The critical value is X2α with df=C-1
The rejection region is the area to the right of the critical value
If the test statistic is larger than the X2a value, we reject Ho
If the test statistic is smaller than the X2a value, we DO NOT reject Ho
A six sided die is claimed to be unfair so we rolled the die 1200 times and observed the results. We are using a significance level of 5%.
Set up the hypotheses
Ho: The distribution of the outcome of rolling this die is P(X=x) = 1/6, x = 1, 2, 3, 4, 5, 6
Ha: the distribution is not the one as shown above
A six sided die is claimed to be unfair so we rolled the die 1200 times and observed the results. We are using a significance level of 5%.
Determine the significance level and critical value
α = 5% = 0.05
df = 6 category (one for each die) -1 = 5
Z2α = 11.070
A six sided die is claimed to be unfair so we rolled the die 1200 times and observed the results. We are using a significance level of 5%.
What are the expected outcomes?
E = np = 1200 x 1/6 = 200
Each side (1, 2, 3, 4, 5, 6) all have the same expected outcome because we expect Ho to be true, so all sides should be equal
A six sided die is claimed to be unfair so we rolled the die 1200 times and observed the results.

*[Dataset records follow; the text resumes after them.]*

//! Headsign buckets: collect every variant first, resolve once.
//!
//! Resolution must wait until all trips of a route have been seen. Resolving
//! as trips arrive would look up partial sets, which never match an
//! exact-set rule.

use std::collections::{BTreeMap, BTreeSet};

use tracing::{debug, trace};

use crate::domain::{Direction, RouteId};

use super::rule::MergeTable;

/// Identifies one bucket: a route and one of its directions.
#[derive(Debug, Clone, Copy, PartialEq, Eq, PartialOrd, Ord, Hash)]
pub struct BucketKey {
    pub route: RouteId,
    pub direction: Direction,
}

impl BucketKey {
    pub fn new(route: RouteId, direction: Direction) -> Self {
        Self { route, direction }
    }
}

/// The variants seen for a bucket matched no registered rule.
#[derive(Debug, Clone, PartialEq, Eq, thiserror::Error)]
#[error(
    "route {} direction {}: no merge rule for headsign set {variants:?}",
    .key.route,
    .key.direction
)]
pub struct UnmappedHeadsignMergeSet {
    pub key: BucketKey,
    pub variants: Vec<String>,
}

/// Distinct cleaned headsigns seen for one bucket so far.
#[derive(Debug, Clone, Default)]
pub struct HeadsignBucket {
    variants: BTreeSet<String>,
}

impl HeadsignBucket {
    pub fn observe(&mut self, headsign: &str) {
        if !self.variants.contains(headsign) {
            self.variants.insert(headsign.to_string());
        }
    }

    /// Pick the bucket's label. Consumes the bucket.
    ///
    /// One distinct variant is its own label. The empty string is dropped
    /// whenever something else was seen. Two or more remaining variants need
    /// an exact rule in `table`.
    pub fn resolve(
        self,
        key: BucketKey,
        table: Option<&MergeTable>,
    ) -> Result<String, UnmappedHeadsignMergeSet> {
        let mut variants = self.variants;
        if variants.len() > 1 {
            variants.remove("");
        }

        if variants.len() <= 1 {
            return Ok(variants.into_iter().next().unwrap_or_default());
        }

        match table.and_then(|t| t.lookup(key.direction, &variants)) {
            Some(label) => {
                debug!(
                    route = %key.route,
                    direction = %key.direction,
                    ?variants,
                    label,
                    "merged headsigns"
                );
                Ok(label.to_string())
            }
            None => Err(UnmappedHeadsignMergeSet {
                key,
                variants: variants.into_iter().collect(),
            }),
        }
    }
}

/// All buckets of a run, keyed by (route, direction).
#[derive(Debug, Default)]
pub struct HeadsignBuckets {
    buckets: BTreeMap<BucketKey, HeadsignBucket>,
}

impl HeadsignBuckets {
    pub fn new() -> Self {
        Self::default()
    }

    pub fn observe(&mut self, key: BucketKey, headsign: &str) {
        trace!(route = %key.route, direction = %key.direction, headsign, "observed headsign");
        self.buckets.entry(key).or_default().observe(headsign);
    }

    pub fn len(&self) -> usize {
        self.buckets.len()
    }

    /// Resolve every bucket, in key order. Stops at the first unmapped set.
    pub fn resolve_all<'t, F>(
        self,
        tables: F,
    ) -> Result<BTreeMap<BucketKey, String>, UnmappedHeadsignMergeSet>
    where
        F: Fn(RouteId) -> Option<&'t MergeTable>,
    {
        self.buckets
            .into_iter()
            .map(|(key, bucket)| {
                bucket
                    .resolve(key, tables(key.route))
                    .map(|label| (key, label))
            })
            .collect()
    }
}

We are using a significance level of 5%.
Check the assumptions
simple random sample ✓
all expected frequencies are at least 1 ✓
at most 20% of the expected frequencies are less than 5 ✓
(all expected outcomes should be 200)
A six sided die is claimed to be unfair so we rolled the die 1200 times and observed the results. We are using a significance level of 5%.

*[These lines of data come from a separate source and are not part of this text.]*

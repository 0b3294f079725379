//! End-to-end tests for a full canonicalization run.

use super::*;
use crate::config::AgencyRules;
use crate::domain::{Direction, HexColor, RouteId};
use crate::error::PipelineError;
use crate::feed::{Feed, FeedRoute, FeedStop, FeedTrip, StopVisit};
use crate::merge::BucketKey;
use crate::sink::CollectedMetadata;

fn route(route_id: &str, short_name: &str) -> FeedRoute {
    FeedRoute {
        route_id: route_id.to_string(),
        short_name: short_name.to_string(),
        long_name: String::new(),
    }
}

/// Stop whose feed id and public code are the same number.
fn stop(code: &str) -> FeedStop {
    FeedStop {
        stop_id: code.to_string(),
        code: code.to_string(),
        name: format!("Stop {code}"),
    }
}

fn trip(
    trip_id: &str,
    route_id: &str,
    headsign: Option<&str>,
    direction_id: Option<u8>,
    stops: &[&str],
) -> FeedTrip {
    FeedTrip {
        trip_id: trip_id.to_string(),
        route_id: route_id.to_string(),
        headsign: headsign.map(str::to_string),
        direction_id,
        stop_times: stops
            .iter()
            .enumerate()
            .map(|(i, s)| StopVisit::new(*s, (i as u32 + 1) * 10))
            .collect(),
    }
}

fn stops(codes: &[&str]) -> Vec<FeedStop> {
    codes.iter().map(|c| stop(c)).collect()
}

fn run(feed: &Feed) -> Result<(RunSummary, CollectedMetadata), PipelineError> {
    let pipeline = Pipeline::new(AgencyRules::saskatoon().unwrap());
    let mut sink = CollectedMetadata::new();
    let summary = pipeline.run(feed, &mut sink)?;
    Ok((summary, sink))
}

fn headsign<'a>(sink: &'a CollectedMetadata, trip_id: &str) -> &'a str {
    &sink.find_trip(trip_id).unwrap().headsign
}

#[test]
fn forestgrove_direct_via_is_cleaned() {
    let feed = Feed {
        routes: vec![route("r28", "028")],
        stops: stops(&["1", "2"]),
        trips: vec![trip(
            "t1",
            "r28",
            Some("Forestgrove Direct via 8th St"),
            Some(0),
            &["1", "2"],
        )],
    };
    let (_, sink) = run(&feed).unwrap();
    assert_eq!(headsign(&sink, "t1"), "Forest Grv");
}

#[test]
fn zero_padded_route_classified() {
    let feed = Feed {
        routes: vec![route("13954", "060")],
        ..Feed::default()
    };
    let (summary, sink) = run(&feed).unwrap();
    let meta = sink.find_route(60).unwrap();
    assert_eq!(meta.short_name, "60");
    assert_eq!(meta.color, Some(HexColor::parse("8CC63F").unwrap()));
    assert_eq!(sink.agency_color, Some(HexColor::parse("027AA7").unwrap()));
    assert_eq!(summary.routes, 1);
}

#[test]
fn route_4_buckets_merge_by_exact_set() {
    let feed = Feed {
        routes: vec![route("r4", "004")],
        stops: stops(&["1", "2"]),
        trips: vec![
            trip("a1", "r4", Some("University"), Some(0), &["1", "2"]),
            trip("a2", "r4", Some("City Centre"), Some(0), &["1", "2"]),
            trip("b1", "r4", Some("University"), Some(1), &["2", "1"]),
            trip("b2", "r4", Some("City Ctr"), Some(1), &["2", "1"]),
            trip("b3", "r4", Some("Mayfair via 33rd St"), Some(1), &["2", "1"]),
        ],
    };
    let (summary, sink) = run(&feed).unwrap();

    assert_eq!(headsign(&sink, "a1"), "City Ctr");
    assert_eq!(headsign(&sink, "a2"), "City Ctr");
    // The direction 1 bucket resolves on its full set, not the first two.
    for id in ["b1", "b2", "b3"] {
        assert_eq!(headsign(&sink, id), "Mayfair");
    }
    assert_eq!(summary.buckets, 2);
    assert_eq!(summary.trips, 5);
}

#[test]
fn templated_route_uses_template_label() {
    let feed = Feed {
        routes: vec![route("r6", "006")],
        stops: stops(&["3459", "3346", "4012", "5588", "5590", "3347", "3460"]),
        trips: vec![
            // Feed says direction 1 and has a junk headsign; the template
            // decides both.
            trip(
                "t1",
                "r6",
                Some("Garbage Headsign via Nowhere"),
                Some(1),
                &["3459", "3346", "5588"],
            ),
            trip("t2", "r6", None, Some(0), &["5590", "3347", "3460"]),
        ],
    };
    let (summary, sink) = run(&feed).unwrap();

    let t1 = sink.find_trip("t1").unwrap();
    assert_eq!(t1.direction, 0);
    assert_eq!(t1.headsign, "Broadway");
    assert_eq!(t1.stops, vec![3459, 3346, 5588]);

    let t2 = sink.find_trip("t2").unwrap();
    assert_eq!(t2.direction, 1);
    assert_eq!(t2.headsign, "Mkt Mall");

    assert_eq!(summary.templated_trips, 2);
    assert_eq!(summary.buckets, 0);
}

#[test]
fn templated_route_orders_stops_by_template() {
    let feed = Feed {
        routes: vec![route("r6", "6")],
        stops: stops(&["3459", "3346", "4012", "5588"]),
        trips: vec![FeedTrip {
            trip_id: "t1".into(),
            route_id: "r6".into(),
            headsign: None,
            direction_id: None,
            stop_times: vec![
                StopVisit::new("3459", 1),
                StopVisit::new("4012", 2),
                StopVisit::new("3346", 3),
                StopVisit::new("5588", 4),
            ],
        }],
    };
    let (_, sink) = run(&feed).unwrap();
    assert_eq!(sink.find_trip("t1").unwrap().stops, vec![3459, 3346, 4012, 5588]);
}

#[test]
fn untemplated_stops_follow_sequence() {
    let feed = Feed {
        routes: vec![route("r8", "8")],
        stops: stops(&["1", "2", "3"]),
        trips: vec![FeedTrip {
            trip_id: "t1".into(),
            route_id: "r8".into(),
            headsign: Some("Downtown".into()),
            direction_id: Some(0),
            stop_times: vec![
                StopVisit::new("3", 30),
                StopVisit::new("1", 10),
                StopVisit::new("2", 20),
            ],
        }],
    };
    let (_, sink) = run(&feed).unwrap();
    assert_eq!(sink.find_trip("t1").unwrap().stops, vec![1, 2, 3]);
}

#[test]
fn empty_headsign_loses_to_named_variant() {
    let feed = Feed {
        routes: vec![route("r15", "15")],
        stops: stops(&["1"]),
        trips: vec![
            trip("t1", "r15", None, Some(1), &["1"]),
            trip("t2", "r15", Some("City Centre"), Some(1), &["1"]),
            trip("t3", "r15", Some(""), Some(1), &["1"]),
        ],
    };
    let (_, sink) = run(&feed).unwrap();
    for id in ["t1", "t2", "t3"] {
        assert_eq!(headsign(&sink, id), "City Ctr");
    }
}

#[test]
fn excluded_trips_are_skipped() {
    let feed = Feed {
        routes: vec![route("r8", "8")],
        stops: stops(&["1"]),
        trips: vec![
            trip("t1", "r8", Some("Downtown"), Some(0), &["1"]),
            trip("t2", "r8", Some("NOT IN SERVICE"), Some(0), &["1"]),
            // Excluded trips are dropped before their route is looked up.
            trip("t3", "nope", Some("Out Of Service"), Some(0), &["1"]),
        ],
    };
    let (summary, sink) = run(&feed).unwrap();
    assert_eq!(sink.trips.len(), 1);
    assert!(sink.find_trip("t2").is_none());
    assert_eq!(summary.excluded_trips, 2);
    assert_eq!(summary.trips, 1);
}

#[test]
fn overrides_apply_before_bucketing() {
    let feed = Feed {
        routes: vec![route("r311", "311"), route("r61", "061")],
        stops: stops(&["1"]),
        trips: vec![
            trip("am", "r311", Some("Special"), Some(0), &["1"]),
            trip("pm", "r311", Some("Special"), Some(1), &["1"]),
            trip("blank", "r61", None, Some(1), &["1"]),
        ],
    };
    let (_, sink) = run(&feed).unwrap();
    assert_eq!(headsign(&sink, "am"), "AM");
    assert_eq!(headsign(&sink, "pm"), "PM");
    assert_eq!(headsign(&sink, "blank"), "Blairmore");
}

#[test]
fn missing_direction_defaults_to_zero() {
    let feed = Feed {
        routes: vec![route("r8", "8")],
        stops: stops(&["1"]),
        trips: vec![trip("t1", "r8", Some("Downtown"), None, &["1"])],
    };
    let (_, sink) = run(&feed).unwrap();
    assert_eq!(sink.find_trip("t1").unwrap().direction, 0);
}

#[test]
fn stop_codes_and_names_emitted() {
    let feed = Feed {
        stops: vec![FeedStop {
            stop_id: "internal-7".into(),
            code: "0042".into(),
            name: "Eighth Street / Circle Drive Westbound".into(),
        }],
        ..Feed::default()
    };
    let (summary, sink) = run(&feed).unwrap();
    assert_eq!(sink.stops[0].id, 42);
    assert_eq!(sink.stops[0].name, "8th St / Cir Dr");
    assert_eq!(summary.stops, 1);
}

#[test]
fn unknown_route_color_is_fatal() {
    let feed = Feed {
        routes: vec![route("r999", "999")],
        ..Feed::default()
    };
    let err = run(&feed).unwrap_err();
    assert_eq!(
        err,
        PipelineError::UnknownRouteColor {
            route: RouteId::new(999),
            route_id: "r999".into(),
        }
    );
}

#[test]
fn unparsable_route_code_is_fatal() {
    let feed = Feed {
        routes: vec![route("rx", "X1")],
        ..Feed::default()
    };
    assert!(matches!(
        run(&feed).unwrap_err(),
        PipelineError::UnparsableRouteCode { .. }
    ));
}

#[test]
fn unparsable_stop_code_is_fatal() {
    let feed = Feed {
        stops: vec![FeedStop {
            stop_id: "s1".into(),
            code: "N/A".into(),
            name: String::new(),
        }],
        ..Feed::default()
    };
    let err = run(&feed).unwrap_err();
    assert!(
        matches!(err, PipelineError::UnparsableStopId { ref stop_id, .. } if stop_id == "s1")
    );
}

#[test]
fn ambiguous_template_is_fatal() {
    let feed = Feed {
        routes: vec![route("r6", "6")],
        stops: stops(&["1", "2"]),
        trips: vec![trip("t1", "r6", None, Some(0), &["1", "2"])],
    };
    let err = run(&feed).unwrap_err();
    assert_eq!(
        err,
        PipelineError::AmbiguousDirectionTemplate {
            route: RouteId::new(6),
            trip_id: "t1".into(),
            matched: vec![],
        }
    );
}

#[test]
fn unmapped_merge_set_is_fatal_and_emits_no_trips() {
    let rules = AgencyRules::saskatoon().unwrap();
    let feed = Feed {
        routes: vec![route("r4", "4")],
        stops: stops(&["1"]),
        trips: vec![
            trip("t1", "r4", Some("Mayfair"), Some(1), &["1"]),
            trip("t2", "r4", Some("Airport"), Some(1), &["1"]),
        ],
    };
    let mut sink = CollectedMetadata::new();
    let err = Pipeline::new(rules).run(&feed, &mut sink).unwrap_err();

    match err {
        PipelineError::UnmappedHeadsignMergeSet(unmapped) => {
            assert_eq!(unmapped.key, BucketKey::new(RouteId::new(4), Direction::One));
            assert_eq!(
                unmapped.variants,
                vec!["Airport".to_string(), "Mayfair".to_string()]
            );
        }
        other => panic!("unexpected error {other}"),
    }
    assert_eq!(sink.routes.len(), 1);
    assert!(sink.trips.is_empty());
}

#[test]
fn unknown_references_are_fatal() {
    let feed = Feed {
        routes: vec![route("r8", "8")],
        stops: stops(&["1"]),
        trips: vec![trip("t1", "r9", Some("Downtown"), Some(0), &["1"])],
    };
    assert!(matches!(
        run(&feed).unwrap_err(),
        PipelineError::UnknownRoute { .. }
    ));

    let feed = Feed {
        routes: vec![route("r8", "8")],
        stops: stops(&["1"]),
        trips: vec![trip("t1", "r8", Some("Downtown"), Some(0), &["1", "2"])],
    };
    assert_eq!(
        run(&feed).unwrap_err(),
        PipelineError::UnknownStop {
            trip_id: "t1".into(),
            stop_id: "2".into(),
        }
    );
}

#[test]
fn invalid_direction_is_fatal() {
    let feed = Feed {
        routes: vec![route("r8", "8")],
        stops: stops(&["1"]),
        trips: vec![trip("t1", "r8", Some("Downtown"), Some(2), &["1"])],
    };
    assert!(matches!(
        run(&feed).unwrap_err(),
        PipelineError::InvalidDirection { .. }
    ));
}

#[test]
fn duplicate_route_number_is_fatal() {
    let feed = Feed {
        routes: vec![route("a", "060"), route("b", "60")],
        ..Feed::default()
    };
    assert!(matches!(
        run(&feed).unwrap_err(),
        PipelineError::DuplicateRoute { .. }
    ));
}

#[test]
fn pipeline_is_reusable_across_runs() {
    let pipeline = Pipeline::new(AgencyRules::saskatoon().unwrap());
    let feed = Feed {
        routes: vec![route("r4", "4")],
        stops: stops(&["1"]),
        trips: vec![trip("t1", "r4", Some("University"), Some(0), &["1"])],
    };

    let mut first = CollectedMetadata::new();
    pipeline.run(&feed, &mut first).unwrap();
    let mut second = CollectedMetadata::new();
    pipeline.run(&feed, &mut second).unwrap();

    assert_eq!(first.trips, second.trips);
    assert_eq!(headsign(&second, "t1"), "University");
}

If the observed frequency of 3 was 183, what is the statistic for this line?
How do we determine the test statistic?
(O-E )squared/E
(183-200) squared/200 = 1.445
The test statistic is the sum of this value for each category (so the dice sides 1-6)

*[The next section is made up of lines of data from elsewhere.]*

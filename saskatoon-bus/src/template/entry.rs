//! Template entry syntax.

use std::fmt;

/// Error returned when a template entry string is malformed.
#[derive(Debug, Clone, PartialEq, Eq, thiserror::Error)]
#[error("invalid template entry {entry:?}: {reason}")]
pub struct InvalidTemplateEntry {
    entry: String,
    reason: &'static str,
}

/// How a template entry constrains a trip's stop sequence.
#[derive(Debug, Clone, Copy, PartialEq, Eq)]
pub enum EntryKind {
    /// Bare stop ID: must be visited, in order.
    Required,
    /// `++ID`: may be skipped.
    Optional,
    /// `!=ID`: one of a run of consecutive alternates must be visited.
    Alternate,
    /// `==ID`: must be visited, in order. Marks the terminals of a direction.
    Anchor,
}

/// One entry of a direction template, e.g. `"++3346"`.
#[derive(Clone, PartialEq, Eq)]
pub struct TemplateEntry {
    pub kind: EntryKind,
    pub stop_id: String,
}

impl TemplateEntry {
    /// Parse the entry syntax: an optional two-character tag, then a stop ID.
    ///
    /// # Examples
    ///
    /// ```
    /// use saskatoon_bus::template::{EntryKind, TemplateEntry};
    ///
    /// let entry = TemplateEntry::parse("++3346").unwrap();
    /// assert_eq!(entry.kind, EntryKind::Optional);
    /// assert_eq!(entry.stop_id, "3346");
    ///
    /// assert_eq!(TemplateEntry::parse("5588").unwrap().kind, EntryKind::Required);
    /// assert!(TemplateEntry::parse("==").is_err());
    /// ```
    pub fn parse(s: &str) -> Result<Self, InvalidTemplateEntry> {
        let s = s.trim();
        let (kind, stop_id) = if let Some(rest) = s.strip_prefix("++") {
            (EntryKind::Optional, rest)
        } else if let Some(rest) = s.strip_prefix("!=") {
            (EntryKind::Alternate, rest)
        } else if let Some(rest) = s.strip_prefix("==") {
            (EntryKind::Anchor, rest)
        } else {
            (EntryKind::Required, s)
        };

        if stop_id.is_empty() {
            return Err(InvalidTemplateEntry {
                entry: s.to_string(),
                reason: "missing stop ID",
            });
        }
        if stop_id.chars().any(char::is_whitespace) {
            return Err(InvalidTemplateEntry {
                entry: s.to_string(),
                reason: "stop ID must not contain whitespace",
            });
        }

        Ok(TemplateEntry {
            kind,
            stop_id: stop_id.to_string(),
        })
    }
}

impl fmt::Debug for TemplateEntry {
    fn fmt(&self, f: &mut fmt::Formatter<'_>) -> fmt::Result {
        write!(f, "TemplateEntry({self})")
    }
}

impl fmt::Display for TemplateEntry {
    fn fmt(&self, f: &mut fmt::Formatter<'_>) -> fmt::Result {
        let tag = match self.kind {
            EntryKind::Required => "",
            EntryKind::Optional => "++",
            EntryKind::Alternate => "!=",
            EntryKind::Anchor => "==",
        };
        write!(f, "{tag}{}", self.stop_id)
    }
}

A six sided die is claimed to be unfair so we rolled the die 1200 times and observed the results. We are using a significance level of 5%.
Compare:
Test statistic 11.38
Critical value 11.070
The test statistic value is greater than the critical value, so we reject Ho
A six sided die is claimed to be unfair so we rolled the die 1200 times and observed the results. We are using a significance level of 5%.
Interpret
The test statistic value is greater than the critical value, so we reject Ho
At the 5% significance level, the data provides sufficient evidence that the die is unfair
A six sided die is claimed to be unfair so we rolled the die 1200 times and observed the results. We are using a significance level of 5%.
Compare:
P(X2 < 11.38) = 0.9557
The p-value given by the software is the area to the left, for chi-squared goodness-of-fit test, we need the area to the right so:
1-0.9557 = 0.0444
α = 0.05
α > p value so we reject Ho
The proportions of blood types O, A, B, and AB in the general population are known to be 46%, 42%, 9%, 3% correspondingly. A research team, investigating a small isolated community in Canada of 200, obtained the following frequencies of blood type. Test that the proportions in this community differ significantly from those in the general population at 1% significance level.
Set up the hypotheses
Ho: distributions of blood type is
P(O) = 0.46
P(A) = 0.42
P(B) = 0.09
P(AB) = 0.03
Ha: the distribution is not the one as shown above
The proportions of blood types O, A, B, and AB in the general population are known to be 46%, 42%, 9%, 3% correspondingly. A research team, investigating a small isolated community in Canada of 200, obtained the following frequencies of blood type. Test that the proportions in this community differ significantly from those in the general population at 1% significance level.
Check assumptions
simple random sample ✓
all expected frequencies are at least 1 ✓
at most 20% of the expected frequencies are less than 5 ✓
(the smallest expected outcome is 3% of 200=6)